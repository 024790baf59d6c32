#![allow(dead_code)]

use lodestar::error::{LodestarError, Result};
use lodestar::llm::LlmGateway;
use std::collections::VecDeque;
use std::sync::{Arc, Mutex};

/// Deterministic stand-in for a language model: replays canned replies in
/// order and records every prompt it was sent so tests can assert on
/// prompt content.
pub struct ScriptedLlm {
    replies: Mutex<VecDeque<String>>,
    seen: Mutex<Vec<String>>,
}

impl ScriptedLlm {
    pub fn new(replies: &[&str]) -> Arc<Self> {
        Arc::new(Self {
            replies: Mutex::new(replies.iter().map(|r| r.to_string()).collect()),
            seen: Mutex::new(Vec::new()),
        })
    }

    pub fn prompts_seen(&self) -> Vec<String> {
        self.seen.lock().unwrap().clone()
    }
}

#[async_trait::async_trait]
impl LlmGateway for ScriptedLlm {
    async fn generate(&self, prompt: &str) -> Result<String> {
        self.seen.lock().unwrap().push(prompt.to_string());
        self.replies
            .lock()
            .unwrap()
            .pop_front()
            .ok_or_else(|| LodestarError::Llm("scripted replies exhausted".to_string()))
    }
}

------

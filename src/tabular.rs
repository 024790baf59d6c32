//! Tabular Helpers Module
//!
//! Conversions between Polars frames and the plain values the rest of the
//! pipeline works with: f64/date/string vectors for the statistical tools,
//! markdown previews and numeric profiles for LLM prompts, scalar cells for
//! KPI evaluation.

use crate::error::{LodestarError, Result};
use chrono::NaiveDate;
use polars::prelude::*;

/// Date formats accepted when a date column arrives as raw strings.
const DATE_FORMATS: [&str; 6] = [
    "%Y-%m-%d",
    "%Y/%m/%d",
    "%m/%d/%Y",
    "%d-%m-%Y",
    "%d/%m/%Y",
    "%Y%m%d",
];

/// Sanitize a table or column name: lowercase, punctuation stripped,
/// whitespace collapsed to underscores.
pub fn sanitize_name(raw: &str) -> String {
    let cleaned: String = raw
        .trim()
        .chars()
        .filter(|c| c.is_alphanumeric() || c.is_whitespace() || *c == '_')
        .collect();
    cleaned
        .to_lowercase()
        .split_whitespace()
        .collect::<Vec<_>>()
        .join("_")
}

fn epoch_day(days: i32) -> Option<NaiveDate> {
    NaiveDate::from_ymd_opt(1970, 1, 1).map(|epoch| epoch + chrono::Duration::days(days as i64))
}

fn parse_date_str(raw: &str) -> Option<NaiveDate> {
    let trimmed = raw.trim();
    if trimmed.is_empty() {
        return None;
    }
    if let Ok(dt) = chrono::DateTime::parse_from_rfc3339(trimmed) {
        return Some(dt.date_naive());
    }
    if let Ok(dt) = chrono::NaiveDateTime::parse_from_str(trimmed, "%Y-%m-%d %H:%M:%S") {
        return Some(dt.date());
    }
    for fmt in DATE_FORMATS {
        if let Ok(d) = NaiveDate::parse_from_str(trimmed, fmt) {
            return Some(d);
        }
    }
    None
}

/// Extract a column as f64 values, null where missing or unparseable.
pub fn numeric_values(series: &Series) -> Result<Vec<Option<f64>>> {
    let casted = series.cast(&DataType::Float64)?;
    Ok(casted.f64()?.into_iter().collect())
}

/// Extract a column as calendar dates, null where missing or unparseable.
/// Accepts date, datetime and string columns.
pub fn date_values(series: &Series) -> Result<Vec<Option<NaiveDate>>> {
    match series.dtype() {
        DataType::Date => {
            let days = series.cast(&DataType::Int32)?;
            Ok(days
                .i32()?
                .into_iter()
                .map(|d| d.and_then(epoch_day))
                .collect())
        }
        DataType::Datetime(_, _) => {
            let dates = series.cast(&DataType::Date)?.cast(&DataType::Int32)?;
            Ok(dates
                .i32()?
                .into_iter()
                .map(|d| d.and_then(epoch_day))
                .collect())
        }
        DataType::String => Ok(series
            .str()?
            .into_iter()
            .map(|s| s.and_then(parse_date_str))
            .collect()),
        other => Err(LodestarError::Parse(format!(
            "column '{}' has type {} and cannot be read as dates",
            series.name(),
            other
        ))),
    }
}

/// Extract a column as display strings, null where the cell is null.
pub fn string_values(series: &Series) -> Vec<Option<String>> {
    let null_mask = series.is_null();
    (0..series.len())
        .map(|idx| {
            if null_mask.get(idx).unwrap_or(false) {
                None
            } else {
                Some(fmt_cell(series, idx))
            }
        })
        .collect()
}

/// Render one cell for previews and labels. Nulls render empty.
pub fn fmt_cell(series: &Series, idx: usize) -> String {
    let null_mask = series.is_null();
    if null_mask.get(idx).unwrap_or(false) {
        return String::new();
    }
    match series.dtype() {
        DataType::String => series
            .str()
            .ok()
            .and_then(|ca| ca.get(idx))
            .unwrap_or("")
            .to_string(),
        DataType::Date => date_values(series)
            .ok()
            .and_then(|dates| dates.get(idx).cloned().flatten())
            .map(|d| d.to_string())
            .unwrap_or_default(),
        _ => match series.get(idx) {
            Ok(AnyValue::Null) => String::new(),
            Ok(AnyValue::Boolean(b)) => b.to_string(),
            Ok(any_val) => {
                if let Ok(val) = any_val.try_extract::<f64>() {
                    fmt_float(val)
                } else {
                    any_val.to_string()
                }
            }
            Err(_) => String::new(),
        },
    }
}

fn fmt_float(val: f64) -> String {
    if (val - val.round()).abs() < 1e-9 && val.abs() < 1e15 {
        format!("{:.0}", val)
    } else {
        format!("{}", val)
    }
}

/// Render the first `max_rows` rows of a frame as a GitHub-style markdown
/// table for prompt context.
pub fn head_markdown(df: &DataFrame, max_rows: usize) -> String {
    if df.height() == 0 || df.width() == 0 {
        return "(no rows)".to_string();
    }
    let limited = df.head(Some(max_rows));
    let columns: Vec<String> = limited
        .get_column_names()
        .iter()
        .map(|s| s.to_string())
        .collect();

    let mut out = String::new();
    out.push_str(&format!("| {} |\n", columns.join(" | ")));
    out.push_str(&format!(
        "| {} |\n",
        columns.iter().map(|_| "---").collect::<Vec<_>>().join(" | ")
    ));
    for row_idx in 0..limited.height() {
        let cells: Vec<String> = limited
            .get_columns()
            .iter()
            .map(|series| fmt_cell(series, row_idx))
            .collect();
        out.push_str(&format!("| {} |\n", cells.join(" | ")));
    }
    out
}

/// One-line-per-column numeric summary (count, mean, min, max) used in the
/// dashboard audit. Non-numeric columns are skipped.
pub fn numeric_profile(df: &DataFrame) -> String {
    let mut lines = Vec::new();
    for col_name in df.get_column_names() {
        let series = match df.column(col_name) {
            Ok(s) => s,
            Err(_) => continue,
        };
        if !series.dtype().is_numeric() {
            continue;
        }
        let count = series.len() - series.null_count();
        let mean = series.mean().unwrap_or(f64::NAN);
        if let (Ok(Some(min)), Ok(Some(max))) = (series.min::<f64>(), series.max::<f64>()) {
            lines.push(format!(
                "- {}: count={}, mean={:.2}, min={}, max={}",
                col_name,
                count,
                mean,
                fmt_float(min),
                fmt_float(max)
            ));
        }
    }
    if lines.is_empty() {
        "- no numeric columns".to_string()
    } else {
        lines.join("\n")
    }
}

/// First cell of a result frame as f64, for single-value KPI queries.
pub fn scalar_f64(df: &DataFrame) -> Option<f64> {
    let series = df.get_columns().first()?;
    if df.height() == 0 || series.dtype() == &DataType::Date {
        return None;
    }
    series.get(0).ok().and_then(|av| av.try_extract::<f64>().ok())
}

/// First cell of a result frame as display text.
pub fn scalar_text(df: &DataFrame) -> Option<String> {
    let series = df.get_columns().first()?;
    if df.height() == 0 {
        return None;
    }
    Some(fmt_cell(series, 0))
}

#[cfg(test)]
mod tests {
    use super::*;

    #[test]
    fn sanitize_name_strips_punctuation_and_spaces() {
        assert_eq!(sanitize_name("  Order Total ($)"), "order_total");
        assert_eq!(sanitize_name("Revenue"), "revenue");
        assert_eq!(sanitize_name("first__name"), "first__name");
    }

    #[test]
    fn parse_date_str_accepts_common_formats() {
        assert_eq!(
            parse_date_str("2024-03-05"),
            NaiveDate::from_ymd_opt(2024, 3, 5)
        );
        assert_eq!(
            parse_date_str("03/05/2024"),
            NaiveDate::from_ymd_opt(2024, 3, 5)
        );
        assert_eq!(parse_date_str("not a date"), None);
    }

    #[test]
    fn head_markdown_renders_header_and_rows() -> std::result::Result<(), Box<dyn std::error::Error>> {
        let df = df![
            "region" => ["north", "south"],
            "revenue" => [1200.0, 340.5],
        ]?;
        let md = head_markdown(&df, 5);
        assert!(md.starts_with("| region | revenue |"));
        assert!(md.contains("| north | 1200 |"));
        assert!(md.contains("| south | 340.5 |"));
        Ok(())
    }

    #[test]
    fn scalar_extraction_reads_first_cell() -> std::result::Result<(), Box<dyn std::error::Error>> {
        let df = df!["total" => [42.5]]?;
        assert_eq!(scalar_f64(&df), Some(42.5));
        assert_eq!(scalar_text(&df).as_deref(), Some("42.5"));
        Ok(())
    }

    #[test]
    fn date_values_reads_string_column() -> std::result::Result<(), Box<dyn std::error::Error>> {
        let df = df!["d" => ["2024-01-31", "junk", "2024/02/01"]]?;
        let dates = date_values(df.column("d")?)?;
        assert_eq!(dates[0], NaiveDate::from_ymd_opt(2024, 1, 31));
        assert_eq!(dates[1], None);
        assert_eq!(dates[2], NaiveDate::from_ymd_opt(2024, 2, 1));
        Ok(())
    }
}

------

Find every line in the records that contains the word "south"; copy those lines.

> [Result below]
            "region" => ["north", "south"],
        assert!(md.contains("| south | 340.5 |"));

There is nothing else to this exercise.